For any novel, we know the usual thing: setting, characters, basic plot, scenes (however you interpret that). It sounds simple enough, right?

Well, if you’re writing a children’s story that may be true enough.

The Count of Monte Cristo, however, is far from a children’s story.

Oh, the abridged version, which focuses specifically on the basic premise that Edmond Dantes seeks revenge against Caderousse, Villefort, Danglars, the Mondego, and the Chief Prosecutor is simple enough and that is indeed the story we all hear growing up. Well, the Wishbone generation certainly did.

The reality is something quite different.
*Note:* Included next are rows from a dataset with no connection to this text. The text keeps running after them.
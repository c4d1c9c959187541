//! メインアプリケーションコンポーネント

use crate::pages::{
    dashboard::DashboardPage, home::HomePage, login::LoginPage, not_found::NotFound,
    pdf_report::PdfReportPage, placeholder::PlaceholderPage, report::ReportPage,
    scans::ScansPage, signup::SignupPage,
};
use crate::store::{self, LocalStore};
use leptos::prelude::*;
use leptos_router::components::{Route, Router, Routes};
use leptos_router::path;
use trust_wedo_common::{t, Error, Language, Preferences, Session};

/// アプリ全体の状態（コンテキストで配る）
#[derive(Clone, Copy)]
pub struct AppContext {
    pub prefs: RwSignal<Preferences>,
    pub session: RwSignal<Option<Session>>,
}

impl AppContext {
    pub fn lang(&self) -> Language {
        self.prefs.get().language
    }

    /// 現在の言語で文言を引く（リアクティブ）
    pub fn tr(&self, key: &'static str) -> &'static str {
        t(self.lang(), key)
    }

    /// 非同期処理の中から引く用（追跡しない）
    pub fn tr_untracked(&self, key: &'static str) -> &'static str {
        t(self.prefs.get_untracked().language, key)
    }

    pub fn toggle_language(&self) {
        self.prefs.update(|p| {
            p.toggle_language(&mut LocalStore);
        });
    }

    pub fn toggle_theme(&self) {
        self.prefs.update(|p| {
            p.toggle_theme(&mut LocalStore);
        });
    }

    /// 有効なセッションがあるか（リアクティブ）
    pub fn is_signed_in(&self) -> bool {
        self.session
            .get()
            .is_some_and(|s| !s.is_expired(store::now_secs()))
    }

    /// 有効なアクセストークン。失効していればエラー
    pub fn access_token(&self) -> Result<String, Error> {
        self.session
            .get_untracked()
            .filter(|s| !s.is_expired(store::now_secs()))
            .map(|s| s.access_token)
            .ok_or(Error::SessionExpired)
    }

    pub fn sign_in(&self, session: Session) {
        store::save_session(&session);
        self.session.set(Some(session));
    }

    pub fn sign_out(&self) {
        store::clear_session();
        self.session.set(None);
    }

    /// エラーを画面表示用の文言にする
    ///
    /// バックエンドのメッセージがあればそれを、なければ `fallback_key` の文言を使う。
    pub fn error_text(&self, error: &Error, fallback_key: &'static str) -> String {
        let lang = self.prefs.get_untracked().language;
        match error {
            Error::SessionExpired => t(lang, "auth.sessionExpired").to_string(),
            Error::Api { message, .. } if !message.is_empty() => message.clone(),
            _ => t(lang, fallback_key).to_string(),
        }
    }
}

pub fn use_app() -> AppContext {
    expect_context::<AppContext>()
}

/// `<html>` に言語とテーマを反映
fn apply_document_prefs(prefs: &Preferences) {
    let Some(root) = web_sys::window()
        .and_then(|w| w.document())
        .and_then(|d| d.document_element())
    else {
        return;
    };
    let _ = root.set_attribute("lang", prefs.language.code());
    let _ = root.set_attribute("data-theme", prefs.theme.as_str());
}

/// メインアプリケーションコンポーネント
#[component]
pub fn App() -> impl IntoView {
    let ctx = AppContext {
        prefs: RwSignal::new(store::load_preferences()),
        session: RwSignal::new(store::load_session()),
    };
    provide_context(ctx);

    Effect::new(move |_| {
        apply_document_prefs(&ctx.prefs.get());
    });

    view! {
        <Router>
            <Routes fallback=|| view! { <NotFound /> }>
                <Route path=path!("/") view=HomePage />
                <Route path=path!("/docs") view=PlaceholderPage />
                <Route path=path!("/pricing") view=PlaceholderPage />
                <Route path=path!("/playground") view=PlaceholderPage />
                <Route path=path!("/login") view=LoginPage />
                <Route path=path!("/signup") view=SignupPage />
                <Route path=path!("/dashboard") view=DashboardPage />
                <Route path=path!("/dashboard/scans") view=ScansPage />
                <Route path=path!("/dashboard/reports") view=PlaceholderPage />
                <Route path=path!("/dashboard/settings") view=PlaceholderPage />
                <Route path=path!("/dashboard/reports/:job_id") view=ReportPage />
                <Route path=path!("/dashboard/reports/:job_id/print") view=PdfReportPage />
            </Routes>
        </Router>
    }
}
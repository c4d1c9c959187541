//! 印刷用レポート
//!
//! ブラウザの印刷機能でPDFに保存する前提のレイアウト。
//! スコア帯の色は画面より厳しめ（60未満が赤）。

use crate::api::ApiClient;
use crate::app::use_app;
use futures::future::join;
use leptos::prelude::*;
use leptos::task::spawn_local;
use leptos_router::hooks::use_params_map;
use trust_wedo_common::i18n::dimension_name;
use trust_wedo_common::report::{
    grade_hex, headline_score, percentage, print_quick_wins, scored_dimensions, short_scan_id,
    trust_gaps, ScoreBand,
};
use trust_wedo_common::{DimensionAggregate, Report};

#[derive(Debug, Clone)]
enum PrintState {
    Loading,
    Ready(Box<(Report, Option<DimensionAggregate>)>),
    Failed(String),
}

fn open_print_dialog() {
    if let Some(window) = web_sys::window() {
        if let Err(e) = window.print() {
            crate::log::warn(&format!("print: {:?}", e));
        }
    }
}

/// 今日の日付（YYYY-MM-DD）
fn today() -> String {
    String::from(js_sys::Date::new_0().to_iso_string())
        .chars()
        .take(10)
        .collect()
}

#[component]
pub fn PdfReportPage() -> impl IntoView {
    let ctx = use_app();
    let params = use_params_map();
    let job_id = params.read_untracked().get("job_id").unwrap_or_default();
    let (state, set_state) = signal(PrintState::Loading);

    match ctx.access_token() {
        Ok(token) => {
            let id = job_id.clone();
            spawn_local(async move {
                let client = ApiClient::new(&token);
                let (report, aggregate) =
                    join(client.get_report(&id), client.get_dimensions(&id)).await;
                match report {
                    Ok(report) => {
                        let aggregate = aggregate
                            .map_err(|e| crate::log::error(&format!("dimensions {}: {}", id, e)))
                            .ok();
                        set_state.set(PrintState::Ready(Box::new((report, aggregate))));
                    }
                    Err(e) => {
                        set_state.set(PrintState::Failed(ctx.error_text(&e, "report.loadFailed")));
                    }
                }
            });
        }
        Err(e) => set_state.set(PrintState::Failed(ctx.error_text(&e, "report.loadFailed"))),
    }

    let scan_id = short_scan_id(&job_id).to_string();

    let body = move || match state.get() {
        PrintState::Loading => view! { <p>{move || ctx.tr("print.loading")}</p> }.into_any(),
        PrintState::Failed(message) => view! { <p class="form-error">{message}</p> }.into_any(),
        PrintState::Ready(data) => {
            let (report, aggregate) = *data;
            let headline = aggregate.as_ref().map(headline_score);
            let grade = headline
                .as_ref()
                .map(|h| h.grade.clone())
                .or_else(|| report.summary.as_ref().map(|s| s.grade.clone()))
                .unwrap_or_default();
            let score = headline.as_ref().map(|h| format!("{:.0}", h.score)).unwrap_or_default();
            let conclusion = Some(report.conclusion().to_string()).filter(|c| !c.is_empty());

            let dimension_rows = aggregate
                .as_ref()
                .map(|agg| {
                    scored_dimensions(&agg.dimensions)
                        .map(|(key, dim)| {
                            let key = key.clone();
                            let pct = percentage(dim.score, dim.max);
                            let color = ScoreBand::for_print(pct as f64).hex();
                            view! {
                                <tr>
                                    <td>{move || dimension_name(ctx.lang(), &key).to_string()}</td>
                                    <td style=format!("color: {}", color)>{format!("{}%", pct)}</td>
                                </tr>
                            }
                        })
                        .collect_view()
                });

            let quick_wins = aggregate
                .as_ref()
                .map(|agg| print_quick_wins(&agg.quick_wins).to_vec())
                .unwrap_or_default()
                .into_iter()
                .map(|win| view! {
                    <li>
                        <strong>{win.title}</strong>
                        <p>{win.instructions}</p>
                    </li>
                })
                .collect_view();

            let gaps = trust_gaps(&report)
                .into_iter()
                .map(|gap| view! { <li>{move || ctx.tr(gap.message_key())}</li> })
                .collect_view();

            view! {
                <header class="print-header">
                    <h1>"Trust WEDO"</h1>
                    <p>{move || ctx.tr("print.subtitle")}</p>
                    <p class="print-url">{report.url.clone()}</p>
                    <p class="print-meta">
                        {move || ctx.tr("print.scanId")} ": " {scan_id.clone()} " · " {today()}
                    </p>
                </header>

                <section class="print-score">
                    <span class="print-score-value" style=format!("color: {}", grade_hex(&grade))>
                        {score}
                    </span>
                    <span class="print-grade" style=format!("background: {}", grade_hex(&grade))>
                        {grade.clone()}
                    </span>
                    <p>
                        {move || conclusion.clone().unwrap_or_else(|| {
                            ctx.tr("print.defaultConclusion").to_string()
                        })}
                    </p>
                </section>

                <section>
                    <h2>{move || ctx.tr("print.dimensions")}</h2>
                    <table class="print-table">{dimension_rows}</table>
                </section>

                <section>
                    <h2>{move || ctx.tr("print.quickWins")}</h2>
                    <ol>{quick_wins}</ol>
                </section>

                <section>
                    <h2>{move || ctx.tr("print.gaps")}</h2>
                    <ul>{gaps}</ul>
                </section>

                <footer class="print-footer">
                    {move || ctx.tr("print.engine")} " "
                    {report.report_version.clone().unwrap_or_default()}
                </footer>
            }
            .into_any()
        }
    };

    view! {
        <div class="print-page">
            <button class="btn btn-primary no-print" on:click=move |_| open_print_dialog()>
                {move || ctx.tr("print.print")}
            </button>
            {body}
        </div>
    }
}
Think of one of those complicated cakes you see on the Food Network. What all goes into it? It’s more than cake and icing. There’s filling, syrups, engineering, decorations, design, flavors, and sometimes even more. Not to mention there could be thousands of variations within each of those components.

In many ways, a good novel is like a fancy layer cake. The basics may stay the same, but it’s what goes into them that’s slightly different.

A great novel takes the familiar chocolate cake and chocolate icing combo and turns it into an exotic creation with espresso cream, chocolate ganache, a strawberry compote, and a mirror glaze.

Now that you are obsessed with cake, I’ll get on with some of the layers you can expect in The Count of Monte Cristo.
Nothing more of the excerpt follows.